Oyendo esto, no sabía Cigüela si admirarla por su ingenio, o tronar indignada contra tan cruel ironía. Pensó que sería justicia y además un desahogo muy placentero, arrancarle el moño y chafarle los morros de una o más bofetadas. En un tris estuvo que lo intentara. Midió la acción y vio que cabía perfectamente dentro de sus facultades, pues le bastaban las manos para despachar a la cerera, reservando las extremidades inferiores para D. Gabino, a quien tiraría al suelo de una patada. A Ezequiel le derribaría sólo con el aire que hiciera en toda esta función. Mas para esto siempre había tiempo. Convenía esperar…

En aquel punto entró la asistenta que a la familia servía, mujer de gran talla, bigotuda, con todo el aire de un cabo de gastadores, y después de un breve saludo al ama, llevando consigo el cesto de la compra ya repleto, se fue a la cocina. Creyérase que Domiciana, viéndose asegurada por aquella guardia formidable, recobraba en absoluto su tranquilidad. Despidió a su padre y hermano, encargándoles que a nadie dejaran subir, y sintiéndose bien custodiada y defendida, pues el son del almirez le sonaba como los tambores de un ejército próximo, dedicose a su vestimenta con todo sosiego. Quedó la otra en el gabinete, mientras la cerera trasteaba en la alcoba, donde lo primero que hizo fue sacar el puñal del abismo en que había caído y esconderlo en lugar seguro. Lucila la vio salir risueña apretándose el corsé, y sin decir nada la ayudó en aquella operación. En este tiempo, pudo la exclaustrada levantar en su fecundo caletre el andamiaje de la soberbia historia que tenía que construir, y apenas encaró con su enemiga, echó en esta forma los que a su parecer eran sólidos cimientos:

– Tomín fue apresado por la policía y encerrado en Santo Tomás. Yo lo supe un día después… ya puedes figurarte mi disgusto… Naturalmente, acudí al instante. No me permitieron verle.

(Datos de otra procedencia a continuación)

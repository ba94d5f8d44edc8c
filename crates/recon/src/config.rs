use serde::Deserialize;

use crate::error::ReconError;

pub const DEFAULT_PRIMARY_PREFIX: &str = "Enrollment";

// ---------------------------------------------------------------------------
// Top-level config
// ---------------------------------------------------------------------------

/// Per-run settings, usually read from `compare.toml`.
#[derive(Debug, Clone, Deserialize)]
#[serde(deny_unknown_fields)]
pub struct CompareConfig {
    /// File-name prefix identifying the primary export.
    #[serde(default = "default_primary_prefix")]
    pub primary_prefix: String,
    /// Run the type-directed validation pass before matching.
    #[serde(default)]
    pub validate: bool,
    /// Same pass as `validate`; either flag turns it on.
    #[serde(default)]
    pub normalize: bool,
    #[serde(default)]
    pub output: OutputConfig,
}

fn default_primary_prefix() -> String {
    DEFAULT_PRIMARY_PREFIX.to_string()
}

impl Default for CompareConfig {
    fn default() -> Self {
        Self {
            primary_prefix: default_primary_prefix(),
            validate: false,
            normalize: false,
            output: OutputConfig::default(),
        }
    }
}

// ---------------------------------------------------------------------------
// Output
// ---------------------------------------------------------------------------

#[derive(Debug, Clone, Default, Deserialize)]
#[serde(deny_unknown_fields)]
pub struct OutputConfig {
    /// Where to write the JSON report.
    #[serde(default)]
    pub json: Option<String>,
}

// ---------------------------------------------------------------------------
// Engine options
// ---------------------------------------------------------------------------

/// The subset of the config the engine itself looks at.
#[derive(Debug, Clone, Copy, Default, PartialEq, Eq)]
pub struct CompareOptions {
    pub validate: bool,
    pub normalize: bool,
}

impl CompareOptions {
    pub fn runs_validation(&self) -> bool {
        self.validate || self.normalize
    }
}

// ---------------------------------------------------------------------------
// Parse + Validate
// ---------------------------------------------------------------------------

impl CompareConfig {
    pub fn from_toml(input: &str) -> Result<Self, ReconError> {
        let config: CompareConfig =
            toml::from_str(input).map_err(|e| ReconError::ConfigParse(e.to_string()))?;
        config.validate()?;
        Ok(config)
    }

    pub fn validate(&self) -> Result<(), ReconError> {
        if self.primary_prefix.trim().is_empty() {
            return Err(ReconError::ConfigValidation(
                "primary_prefix must not be empty".into(),
            ));
        }
        if let Some(path) = &self.output.json {
            if path.trim().is_empty() {
                return Err(ReconError::ConfigValidation(
                    "output.json must not be empty when set".into(),
                ));
            }
        }
        Ok(())
    }

    pub fn options(&self) -> CompareOptions {
        CompareOptions {
            validate: self.validate,
            normalize: self.normalize,
        }
    }
}

// ---------------------------------------------------------------------------
// Tests
// ---------------------------------------------------------------------------
// CSV import

use std::borrow::Cow;

use encoding_rs::{Encoding, UTF_8};

use benefits_recon::RawTable;

use crate::error::IoError;

/// Decode an uploaded text payload.
///
/// A byte-order mark selects UTF-8 or UTF-16 (and is stripped); without one
/// the bytes must be valid UTF-8.
pub fn decode_text<'a>(file: &str, bytes: &'a [u8]) -> Result<Cow<'a, str>, IoError> {
    let (encoding, bom_len) = Encoding::for_bom(bytes).unwrap_or((UTF_8, 0));
    encoding
        .decode_without_bom_handling_and_without_replacement(&bytes[bom_len..])
        .ok_or_else(|| IoError::Encoding {
            file: file.to_string(),
        })
}

/// Parse comma-delimited text. The first record is the header row; rows may
/// be shorter or longer than the header.
pub fn parse(file: &str, content: &str) -> Result<RawTable, IoError> {
    let mut reader = csv::ReaderBuilder::new()
        .has_headers(false)
        .flexible(true)
        .from_reader(content.as_bytes());

    let csv_err = |e: csv::Error| IoError::Csv {
        file: file.to_string(),
        message: e.to_string(),
    };

    let mut records = reader.records();
    let headers: Vec<String> = match records.next() {
        Some(record) => record
            .map_err(csv_err)?
            .iter()
            .map(|h| h.trim().to_string())
            .collect(),
        None => {
            return Err(IoError::NoHeader {
                file: file.to_string(),
            })
        }
    };

    let mut rows = Vec::new();
    for record in records {
        let record = record.map_err(csv_err)?;
        // Blank lines come through as a single empty field.
        if record.len() == 1 && record[0].is_empty() {
            continue;
        }
        rows.push(record.iter().map(str::to_string).collect());
    }

    Ok(RawTable::new(headers, rows))
}

pub fn read(file: &str, bytes: &[u8]) -> Result<RawTable, IoError> {
    let content = decode_text(file, bytes)?;
    parse(file, &content)
}
//! `bcompare inspect`: file details for one export.

use std::path::PathBuf;

use benefits_io::{describe, FileDetails, UploadedFile};

use crate::{to_json, CliError};

fn render(details: &FileDetails) -> String {
    let mut out = format!(
        "file:     {}\nsize:     {} bytes\nrows:     {}\ncolumns:  {}\n",
        details.file_name, details.file_size, details.num_rows, details.num_columns
    );
    for (i, column) in details.columns.iter().enumerate() {
        out.push_str(&format!("  {:>3}  {}\n", i + 1, column));
    }
    out
}

pub fn cmd_inspect(file: PathBuf, json: bool) -> Result<(), CliError> {
    let upload = UploadedFile::from_path(&file).map_err(CliError::from_io)?;
    let details = describe(&upload).map_err(CliError::from_io)?;

    if json {
        println!("{}", to_json(&details)?);
    } else {
        print!("{}", render(&details));
    }
    Ok(())
}

#[cfg(test)]
mod tests {
    use super::*;

    #[test]
    fn human_layout() {
        let details = FileDetails {
            file_name: "Enrollment.csv".into(),
            file_size: 42,
            num_rows: 2,
            num_columns: 2,
            columns: vec!["Name".into(), "Gender".into()],
        };
        assert_eq!(
            render(&details),
            "file:     Enrollment.csv\nsize:     42 bytes\nrows:     2\ncolumns:  2\n    1  Name\n    2  Gender\n"
        );
    }
}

– ¡Domiciana, por la salvación de tu alma – exclamó Lucila con solemne acento, – por las promesas de Nuestro Señor Jesucristo, en quien tú y yo creemos y esperamos, aunque seamos pecadoras, dime la verdad! ¿De veras no has visto a Tomín? Júramelo, júrame que no le has visto…

 

– Aguárdate, tonta, y no precipites mi relación. He dicho que no le vi en aquel momento; luego sí… Ten paciencia. Decía yo que acudí a salvarle. No conté contigo porque estabas enferma. ¿A qué aumentar tu desazón, tu desconsuelo?… Habría sido matarte… Pasaron dos días en mortal ansiedad. Supimos que se trataba de aplicar al pobre Capitán la pena terrible… ¿sabes? la sentencia del Consejo de Guerra. Tres señoras, tres, éramos a pedir misericordia por él. Doña Victorina y yo… y la de Socobio, que se nos agregó el segundo día… Eufrasia, hoy marquesa de Villares de Tajo: no la conocerás por este nombre.

– La Socobio – dijo prontamente Lucila, – conspiró hace dos años por los del Relámpago.

– Pues ahora conspira por Narváez; es el más firme apoyo del Espadón en la Camarilla de la Reina… Sigo contándote. Al tercer día, después de haber hablado con O’Donnell, que nos dio seguridades de que no sería fusilado el Capitán, fui a ver a este… Doña Victorina no podía ir; fui yo sola.

– ¡Y le viste…!

– Le vi… y entre paréntesis, como me habías ponderado tanto su hermosura, y creía yo encontrarme con un Adonis, o con el dios Apolo, la verdad, no vi en él nada de particular… un hombre como otro cualquiera. Entré… Con él estaba la Socobio, que sin darme tiempo a exponer lo que me había dicho O’Donnell, saltó y dijo: «Ya no tiene usted que ocuparse de nada. Yo lo arreglo todo… Es cosa mía…»

– ¿Y Tomín?

– En el corto rato que allí estuve, no habló más que de ti… En pocas palabras me dio las gracias por los favores que os hice, y luego: ¿qué es de Lucila, qué hace Lucila… está buena Lucila?… y vuelta con Lucila. Bien echaba por los ojos el amor que te tiene.

– ¿Y después…?

– Volví al siguiente día… Dijéronme que el Capitán estaba libre… Había ido por él la Socobio, y se le había llevado en su coche… ¿A dónde? Esta es la hora que no he podido saberlo».